Chez Sourdoreille, on a une petite tendance à défendre la musique comme l’un des plus courts canaux reliant le rêve, les sensations et la rencontre. Il nous semblerait hallucinant de ne pas l’ouvrir un peu, en cette période angoissante. Contrairement au Figaro qui voit cet arrêté comme « un moyen de lutter contre les fêtes sauvages dans les habitations » (décidément le mot « sauvage » est à la mode), nous refusons de réduire la musique à des fantasmes sécuritaires.

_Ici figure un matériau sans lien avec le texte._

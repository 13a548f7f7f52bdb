//! Process-wide counter aggregation.
//!
//! The scheduler drains each flow's [`FlowCounters`](crate::flow::FlowCounters)
//! into a [`MetricsAggregator`], labeled by flow and fetcher plugin. The
//! aggregator only accumulates; exposing it over HTTP is left to the caller,
//! which can serve [`MetricsAggregator::render_prometheus`] as-is.

use crate::flow::CounterSnapshot;
use dashmap::DashMap;
use serde::{Deserialize, Serialize};
use std::collections::BTreeMap;
use std::fmt::Write;

/// Label pair identifying one counter series.
#[derive(Debug, Clone, PartialEq, Eq, Hash, PartialOrd, Ord, Serialize, Deserialize)]
pub struct MetricLabels {
    /// Flow name.
    pub flow: String,
    /// Fetcher plugin name.
    pub plugin: String,
}

impl MetricLabels {
    /// Creates a label pair.
    #[must_use]
    pub fn new(flow: impl Into<String>, plugin: impl Into<String>) -> Self {
        Self {
            flow: flow.into(),
            plugin: plugin.into(),
        }
    }
}

type Series = (&'static str, &'static str, fn(&CounterSnapshot) -> u64);

const SERIES: [Series; 5] = [
    ("feedflow_received_total", "Records fetched.", |s| s.received),
    ("feedflow_sent_total", "Records delivered to sinks.", |s| s.sent),
    ("feedflow_errored_total", "Stage errors.", |s| s.errored),
    ("feedflow_expired_total", "Fetches that reported expired sources.", |s| s.expired),
    ("feedflow_no_data_total", "Fetches that returned no records.", |s| s.no_data),
];

/// Accumulates drained flow counters per label pair.
#[derive(Debug, Default)]
pub struct MetricsAggregator {
    totals: DashMap<MetricLabels, CounterSnapshot>,
}

impl MetricsAggregator {
    /// Creates an empty aggregator.
    #[must_use]
    pub fn new() -> Self {
        Self::default()
    }

    /// Adds a drained snapshot to the series for `(flow, plugin)`.
    ///
    /// All-zero snapshots are ignored so idle flows do not create series.
    pub fn record(&self, flow: &str, plugin: &str, snapshot: CounterSnapshot) {
        if snapshot.is_zero() {
            return;
        }
        *self
            .totals
            .entry(MetricLabels::new(flow, plugin))
            .or_default() += snapshot;
    }

    /// Returns the accumulated totals for one label pair.
    #[must_use]
    pub fn get(&self, flow: &str, plugin: &str) -> Option<CounterSnapshot> {
        self.totals
            .get(&MetricLabels::new(flow, plugin))
            .map(|entry| *entry.value())
    }

    /// Returns every series, ordered by labels.
    #[must_use]
    pub fn snapshot(&self) -> BTreeMap<MetricLabels, CounterSnapshot> {
        self.totals
            .iter()
            .map(|entry| (entry.key().clone(), *entry.value()))
            .collect()
    }

    /// Renders all series in the Prometheus text exposition format.
    #[must_use]
    pub fn render_prometheus(&self) -> String {
        let snapshot = self.snapshot();
        let mut out = String::new();

        for (metric, help, value) in SERIES {
            let _ = writeln!(out, "# HELP {metric} {help}");
            let _ = writeln!(out, "# TYPE {metric} counter");
            for (labels, totals) in &snapshot {
                let _ = writeln!(
                    out,
                    "{metric}{{flow=\"{}\",plugin=\"{}\"}} {}",
                    escape_label(&labels.flow),
                    escape_label(&labels.plugin),
                    value(totals)
                );
            }
        }
        out
    }
}

fn escape_label(value: &str) -> String {
    value
        .replace('\\', "\\\\")
        .replace('"', "\\\"")
        .replace('\n', "\\n")
}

Si le ministre de l’Intérieur et le préfet de Paris perçoivent le silence comme un rempart au Covid, eh bien qu’ils le pensent. Après tout, ils ont bien le droit. Mais qu’ils le gardent pour leur pause thé glacé à la Rotonde. On peut également penser qu’il est possible d’éradiquer la grippe en versant du sel devant sa porte, ou le rhume en faisant trois fois le tour d’un pommier, tant qu’on n’oblige pas toute une population à en faire de même.

On ne tombe pas des nues. On a bien vu le peu de considération qu’ont nos chers préfets vis-à-vis de la culture, surtout lorsqu’elle est gratuite et libre : la fête de la musique en 2019 à Nantes avec le décès de Steve suite à une charge policière, ou la récente free party à Orléans lors de laquelle les danseurs inoffensifs se sont fait gazer et matraquer sans sommation, nous le rappellent.

Il existe une différence fondamentale entre mettre tous les moyens à sa disposition pour enrayer une épidémie ; et favoriser le repli sur soi, sans parler de l’incitation à la délation remise au goût du jour. Avec cette nouvelle interdiction, la préfecture de Paris s’abaisse à un niveau de publicitaire qui intercale ses conditions de vente frauduleuses en taille de police 8, en bas de l’affiche.

La musique serait responsable de tous les maux ? Pourtant, des études montrent que les regroupements dans des événements publics ou privés provoquent moins de clusters que dans les transports en commun ou les entreprises. Il faut croire qu’il existe des regroupements utiles au bien commun, d’autres non. Qui décide de cette hiérarchie ?

Nous n’avons jamais autant eu besoin de musique et de vie. Pour lutter contre l’absurde, jouons de la musique depuis nos balcons, chantons à nos fenêtres, faisons des bœufs par appartements interposés, montrons notre science du mix, et organisons des battles de playlists entre voisins.

Rions aux éclats de nos rires les plus gras.